As you point out, Moira, one of the many sources of microplastics is from our households, when plastic particles slough off from synthetic clothing in our washing machines.
Many types of clothing and textiles contain synthetic plastic fibers, including polyester, acrylic and nylon. Fleece is made of polyester and is one of the most significant contributors to microplastic fiber pollution. While we might point to our lint filters on our dryers as an example of textile microplastics, it's much more problematic that microplastics are released during the washing process.
While wastewater treatment plants capture some microplastic fibers, some microplastic fibers are so tiny they can make their way through wastewater treatment plants and pollute the environment and water cycle. Since plastic, including microplastics, never fully biodegrade and integrate into the environment, they accumulate over time.

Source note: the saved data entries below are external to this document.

//! Spoken transcript capture and mapping into input fields

/// Which input a transcript is destined for
#[derive(Clone, Copy, Debug, PartialEq, Eq)]
pub enum TranscriptField {
    /// Free-text answer to a question
    Answer,
    /// Single-letter guess
    Letter,
    /// Five-letter word guess
    Word,
}

/// The transcript to use: the final one when present, else the interim one, trimmed
#[must_use]
pub fn captured_transcript(final_text: &str, interim: &str) -> String {
    let source = if final_text.is_empty() {
        interim
    } else {
        final_text
    };
    source.trim().to_string()
}

/// Shape `text` for `field`
///
/// Answers and letters are trimmed; validation happens when the request is
/// built. Words keep only ASCII letters, so "crane." and "c r a n e" both
/// become "crane".
#[must_use]
pub fn map_transcript(field: TranscriptField, text: &str) -> String {
    match field {
        TranscriptField::Answer | TranscriptField::Letter => text.trim().to_string(),
        TranscriptField::Word => text.chars().filter(char::is_ascii_alphabetic).collect(),
    }
}

/// Interim and final transcript for one capture scope
#[derive(Clone, Debug, Default, PartialEq, Eq)]
pub struct Transcript {
    interim: String,
    final_text: String,
}

impl Transcript {
    /// Empty transcript
    #[must_use]
    pub fn new() -> Self {
        Self::default()
    }

    /// Replace the live interim text
    pub fn set_interim(&mut self, text: &str) {
        self.interim = text.to_string();
    }

    /// Record a final result; the interim text is cleared
    pub fn set_final(&mut self, text: &str) {
        self.final_text = text.to_string();
        self.interim.clear();
    }

    /// Replace the transcript with a manual correction
    pub fn correct(&mut self, text: &str) {
        self.set_final(text.trim());
    }

    /// Forget everything
    pub fn clear(&mut self) {
        self.interim.clear();
        self.final_text.clear();
    }

    /// Live interim text
    #[must_use]
    pub fn interim(&self) -> &str {
        &self.interim
    }

    /// Final text
    #[must_use]
    pub fn final_text(&self) -> &str {
        &self.final_text
    }

    /// See [`captured_transcript`]; `None` when nothing usable was heard
    #[must_use]
    pub fn captured(&self) -> Option<String> {
        let text = captured_transcript(&self.final_text, &self.interim);
        (!text.is_empty()).then_some(text)
    }

    /// Captured text shaped for `field`
    #[must_use]
    pub fn for_field(&self, field: TranscriptField) -> Option<String> {
        self.captured().map(|text| map_transcript(field, &text))
    }
}

#[cfg(test)]
mod tests {
    use super::*;

    #[test]
    fn test_final_preferred_over_interim() {
        assert_eq!(captured_transcript("  Paris ", "Par"), "Paris");
        assert_eq!(captured_transcript("", " Par "), "Par");
        assert_eq!(captured_transcript("", ""), "");
    }

    #[test]
    fn test_word_mapping_strips_non_letters() {
        assert_eq!(map_transcript(TranscriptField::Word, "c r-a n e."), "crane");
        assert_eq!(map_transcript(TranscriptField::Letter, " b "), "b");
        assert_eq!(map_transcript(TranscriptField::Answer, " New York "), "New York");
    }

    #[test]
    fn test_final_clears_interim() {
        let mut transcript = Transcript::new();
        transcript.set_interim("mon");
        assert_eq!(transcript.captured().as_deref(), Some("mon"));
        transcript.set_final("Monet");
        assert_eq!(transcript.interim(), "");
        assert_eq!(transcript.for_field(TranscriptField::Word).as_deref(), Some("Monet"));
    }

    #[test]
    fn test_correction_and_clear() {
        let mut transcript = Transcript::new();
        transcript.set_final("Money");
        transcript.correct(" Monet ");
        assert_eq!(transcript.final_text(), "Monet");
        transcript.clear();
        assert!(transcript.captured().is_none());
    }
}
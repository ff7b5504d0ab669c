//! Event payload schemas, one per `last_event.type`

use serde::{Deserialize, Serialize};

use super::primitives::{
    CellIndex, GuessDirection, Letter, LineIndex, QuestionGenerator, Topic, Word,
};
use super::{check_coordinates, check_revealed_letter, Issues, Validate, ValidationError};

const QUESTION_TEXT_MAX: usize = 500;

/// A cell revealed by a word guess, directly or as a side effect
#[derive(Clone, Debug, PartialEq, Eq, Serialize, Deserialize)]
#[serde(deny_unknown_fields)]
pub struct RevealedCell {
    /// Cell index
    pub cell_index: CellIndex,
    /// 0-based row
    pub row: LineIndex,
    /// 0-based column
    pub col: LineIndex,
    /// Revealed letter
    pub letter: Letter,
}

impl Validate for RevealedCell {
    fn validate(&self) -> Result<(), ValidationError> {
        let mut issues = Issues::new();
        check_coordinates(&mut issues, self.cell_index, self.row, self.col);
        issues.finish()
    }
}

/// `question_asked`
#[derive(Clone, Debug, PartialEq, Eq, Serialize, Deserialize)]
#[serde(deny_unknown_fields)]
pub struct QuestionAskedData {
    /// Target cell
    pub cell_index: CellIndex,
    /// 0-based row
    pub row: LineIndex,
    /// 0-based column
    pub col: LineIndex,
    /// Topic asked
    pub topic: Topic,
    /// The question to read out
    pub question_text: String,
    /// Expected answer
    pub answer: String,
    /// Accepted spellings
    pub acceptable_variants: Vec<String>,
    /// Which generator produced the question
    pub generator: QuestionGenerator,
}

impl Validate for QuestionAskedData {
    fn validate(&self) -> Result<(), ValidationError> {
        let mut issues = Issues::new();
        check_coordinates(&mut issues, self.cell_index, self.row, self.col);

        let text_len = self.question_text.chars().count();
        issues.check(
            (1..=QUESTION_TEXT_MAX).contains(&text_len),
            "question_text",
            format!("question_text must be 1-{QUESTION_TEXT_MAX} characters"),
        );
        issues.check(!self.answer.is_empty(), "answer", "answer must not be empty");
        issues.check(
            !self.acceptable_variants.is_empty(),
            "acceptable_variants",
            "acceptable_variants must list at least one variant",
        );
        for (position, variant) in self.acceptable_variants.iter().enumerate() {
            issues.check(
                !variant.is_empty(),
                format!("acceptable_variants[{position}]"),
                "variants must not be empty",
            );
        }

        issues.finish()
    }
}

/// `question_answered`
#[derive(Clone, Debug, PartialEq, Eq, Serialize, Deserialize)]
#[serde(deny_unknown_fields)]
pub struct QuestionAnsweredData {
    /// Cell the question targeted
    pub cell_index: CellIndex,
    /// 0-based row
    pub row: LineIndex,
    /// 0-based column
    pub col: LineIndex,
    /// Topic of the question
    pub topic: Topic,
    /// The answer given
    pub answer: String,
    /// Whether it was accepted
    pub correct: bool,
    /// Letter revealed, present iff correct
    pub revealed_letter: Option<Letter>,
    /// Cell whose lock this answer released
    pub lock_cleared_cell_index: Option<CellIndex>,
}

impl Validate for QuestionAnsweredData {
    fn validate(&self) -> Result<(), ValidationError> {
        let mut issues = Issues::new();
        check_coordinates(&mut issues, self.cell_index, self.row, self.col);
        issues.check(!self.answer.is_empty(), "answer", "answer must not be empty");
        check_revealed_letter(&mut issues, self.correct, self.revealed_letter);
        issues.finish()
    }
}

/// `letter_guessed`
#[derive(Clone, Debug, PartialEq, Eq, Serialize, Deserialize)]
#[serde(deny_unknown_fields)]
pub struct LetterGuessedData {
    /// Target cell
    pub cell_index: CellIndex,
    /// 0-based row
    pub row: LineIndex,
    /// 0-based column
    pub col: LineIndex,
    /// Letter guessed
    pub guess: Letter,
    /// Whether the guess matched
    pub correct: bool,
    /// Letter revealed, present iff correct
    pub revealed_letter: Option<Letter>,
    /// Change to the guesser's score
    pub score_delta: i64,
    /// Change to the opponent's score
    pub opponent_score_delta: i64,
    /// Cells newly locked as a penalty
    pub locks_enqueued: Vec<CellIndex>,
}

impl Validate for LetterGuessedData {
    fn validate(&self) -> Result<(), ValidationError> {
        let mut issues = Issues::new();
        check_coordinates(&mut issues, self.cell_index, self.row, self.col);
        check_revealed_letter(&mut issues, self.correct, self.revealed_letter);
        issues.finish()
    }
}

/// `word_guessed`
#[derive(Clone, Debug, PartialEq, Eq, Serialize, Deserialize)]
#[serde(deny_unknown_fields)]
pub struct WordGuessedData {
    /// Row or column
    pub direction: GuessDirection,
    /// Which row or column
    pub index: LineIndex,
    /// Word guessed
    pub guess: Word,
    /// Whether the guess matched
    pub correct: bool,
    /// Change to the guesser's score
    pub score_delta: i64,
    /// Change to the opponent's score
    pub opponent_score_delta: i64,
    /// Cells of the guessed word that became visible
    pub revealed_cells: Vec<RevealedCell>,
    /// Cells revealed as a side effect
    pub auto_reveals: Vec<RevealedCell>,
    /// Cells newly locked as a penalty
    pub locks_enqueued: Vec<CellIndex>,
}

impl Validate for WordGuessedData {
    fn validate(&self) -> Result<(), ValidationError> {
        let mut issues = Issues::new();
        for (position, cell) in self.revealed_cells.iter().enumerate() {
            issues.nest(&format!("revealed_cells[{position}]"), cell.validate());
        }
        for (position, cell) in self.auto_reveals.iter().enumerate() {
            issues.nest(&format!("auto_reveals[{position}]"), cell.validate());
        }
        issues.finish()
    }
}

You can take action to reduce microplastic fiber pollution:
— Buy clothing made from natural fibers, such as cotton, bamboo, linen or hemp.
— Buy more-durable clothing. Durable, higher-quality synthetic clothes shed fewer microplastic fibers than cheaper "fast fashion" clothes and last much longer because the threads are more tightly woven together.
— Prevent microplastics from escaping your washing machine. As you've shared, Moira, some companies are taking on microplastic fiber pollution with innovative products. Guppyfriend washing machine bags are designed to trap microplastic fibers. You simply place your synthetic clothing inside the bag, and the mesh of the bag traps the fibers.
— There are even microplastic filters that can be retrofitted to washing machines. Hopefully, these filters will become standard in newer washing machines.
Still, microplastic washing machine filters, washing bag filters and clothes made with natural fibers are not accessible to everyone. While individual behavior change is key to creating change, what is really needed is more understanding of the problems, the solutions and larger systemic change.